How was your excitement to return to North America after such an absence from being on the road?
When the pandemic started we were on tour in Europe and we never could come over to America for the last album. 2019 for Born To Perish. So this tour is basically a tour for two albums now for the new album of course and also Born To Perish and the last time we were in America was 2017. It’s been five years since we’ve been in the States.And of course the best of set list of all the history of Destruction and of course some of the great new tunes and this was the first time that America saw us with two guitarists, actually the last time we played with two guitars in America was in 1988 I think on the tour with the Cro Mags back in the day since then we were always a three piece.

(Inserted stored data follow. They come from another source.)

//! Teller HTTP server entrypoint.

use std::net::SocketAddr;
use std::sync::Arc;
use std::time::Duration;

use mimalloc::MiMalloc;
use tokio::net::TcpListener;
use tokio::signal;

use teller::classifier::{Classifier, KeywordConfig, KeywordTable};
use teller::config::Config;
use teller::embedding::{Modality, StubEmbeddingProvider};
use teller::gateway::{HandlerState, create_router_with_state};
use teller::registry::ModelRegistry;
use teller::router::{RequestRouter, WorkerPool};
use teller::transcription::StubTranscriber;
use teller::verification::{VerificationConfig, VerificationEngine};

#[global_allocator]
static GLOBAL: MiMalloc = MiMalloc;

#[tokio::main]
async fn main() -> anyhow::Result<()> {
    println!(
        r#"
████████╗███████╗██╗     ██╗     ███████╗██████╗
╚══██╔══╝██╔════╝██║     ██║     ██╔════╝██╔══██╗
   ██║   █████╗  ██║     ██║     █████╗  ██████╔╝
   ██║   ██╔══╝  ██║     ██║     ██╔══╝  ██╔══██╗
   ██║   ███████╗███████╗███████╗███████╗██║  ██║
   ╚═╝   ╚══════╝╚══════╝╚══════╝╚══════╝╚═╝  ╚═╝

        VERIFY. CLASSIFY. ROUTE.
                                        AGPL-3.0
"#
    );

    if std::env::args().any(|arg| arg == "--health-check") {
        std::process::exit(run_health_check());
    }

    tracing_subscriber::fmt()
        .with_env_filter(tracing_subscriber::EnvFilter::from_default_env())
        .init();

    let config = Config::from_env()?;
    config.validate()?;
    let addr: SocketAddr = config.socket_addr().parse()?;

    tracing::info!(
        bind_addr = %config.bind_addr,
        port = config.port,
        "Teller starting"
    );

    std::fs::create_dir_all(&config.storage_path)?;

    let keywords = match &config.keywords_path {
        Some(path) => {
            tracing::info!(path = %path.display(), "Loading keyword configuration");
            KeywordTable::new(&KeywordConfig::from_json_file(path)?)?
        }
        None => KeywordTable::new(&KeywordConfig::builtin())?,
    };

    let registry = Arc::new(ModelRegistry::new());
    let model_path = config.model_bundle_path();
    let classifier = Arc::new(Classifier::new(
        keywords,
        Arc::clone(&registry),
        model_path.clone(),
        config.fallback_department,
    ));

    let engine = VerificationEngine::new(VerificationConfig {
        dims: config.dims,
        face_threshold: config.face_threshold,
        voice_threshold: config.voice_threshold,
    })?;

    tracing::warn!("No face/voice extractor configured, running extractors in stub mode");
    tracing::warn!("No speech engine configured, running transcriber in stub mode");

    let router = RequestRouter::new(
        Arc::new(StubEmbeddingProvider::new(Modality::Face, config.dims.face_dim)),
        Arc::new(StubEmbeddingProvider::new(Modality::Voice, config.dims.voice_dim)),
        Arc::new(StubTranscriber::new()),
        engine,
        classifier,
        WorkerPool::new(config.worker_pool_size, config.external_timeout),
    )?;

    // Warm the bundle off the request path; requests arriving first share the same load.
    tokio::spawn(async move {
        match registry.load_or_train(&model_path).await {
            Ok(bundle) => tracing::info!(
                path = %model_path.display(),
                bundle_id = %bundle.bundle_id,
                "Classification model ready"
            ),
            Err(e) => tracing::error!(
                path = %model_path.display(),
                error = %e,
                "Classification model warm-up failed"
            ),
        }
    });

    let state = HandlerState::new(
        Arc::new(router),
        config.storage_path.clone(),
        config.max_upload_bytes,
    );

    let app = create_router_with_state(state);

    let listener = TcpListener::bind(addr).await?;
    tracing::info!(addr = %addr, "Server listening");

    axum::serve(listener, app)
        .with_graceful_shutdown(shutdown_signal())
        .await?;

    tracing::info!("Teller shutdown complete");
    Ok(())
}

fn run_health_check() -> i32 {
    let port = std::env::var("TELLER_PORT")
        .ok()
        .and_then(|p| p.parse::<u16>().ok())
        .unwrap_or(8000);

    let url = format!("http://127.0.0.1:{}/healthz", port);

    let rt = match tokio::runtime::Builder::new_current_thread()
        .enable_all()
        .build()
    {
        Ok(rt) => rt,
        Err(_) => return 1,
    };

    rt.block_on(async {
        let client = match reqwest::Client::builder()
            .timeout(Duration::from_secs(1))
            .build()
        {
            Ok(client) => client,
            Err(_) => return 1,
        };

        match client.get(&url).send().await {
            Ok(res) if res.status().is_success() => 0,
            _ => 1,
        }
    })
}

async fn shutdown_signal() {
    let ctrl_c = async {
        signal::ctrl_c()
            .await
            .expect("failed to install Ctrl+C handler");
    };

    #[cfg(unix)]
    let terminate = async {
        signal::unix::signal(signal::unix::SignalKind::terminate())
            .expect("failed to install SIGTERM handler")
            .recv()
            .await;
    };

    #[cfg(not(unix))]
    let terminate = std::future::pending::<()>();

    tokio::select! {
        _ = ctrl_c => {
            tracing::info!("Received Ctrl+C, initiating graceful shutdown");
        }
        _ = terminate => {
            tracing::info!("Received SIGTERM, initiating graceful shutdown");
        }
    }
}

So this is a mark to the remarkable situation that we have two guitars again which actually pushes the band to much heavier life And I think the four piece is really great. With two guitarists again and also playing some of the songs that we couldn’t play for a long time and it really sounds massive now.
Is there anything else you want to say or add about the new album?
I hope the fans will give it a chance to listen to new tracks and all. I know it’s been a crazy year with the pandemic and the lineup changes and changing the label and stuff, but we worked hard for this record and I can assure you 100% sounds like Destruction at its best. We added all the little extras, double harmonies solos, twin leads and locked guitar duels. So the album is full of guitars and that’s the way a metal should be. And thrash metal I think so give it a chance, give it a spin.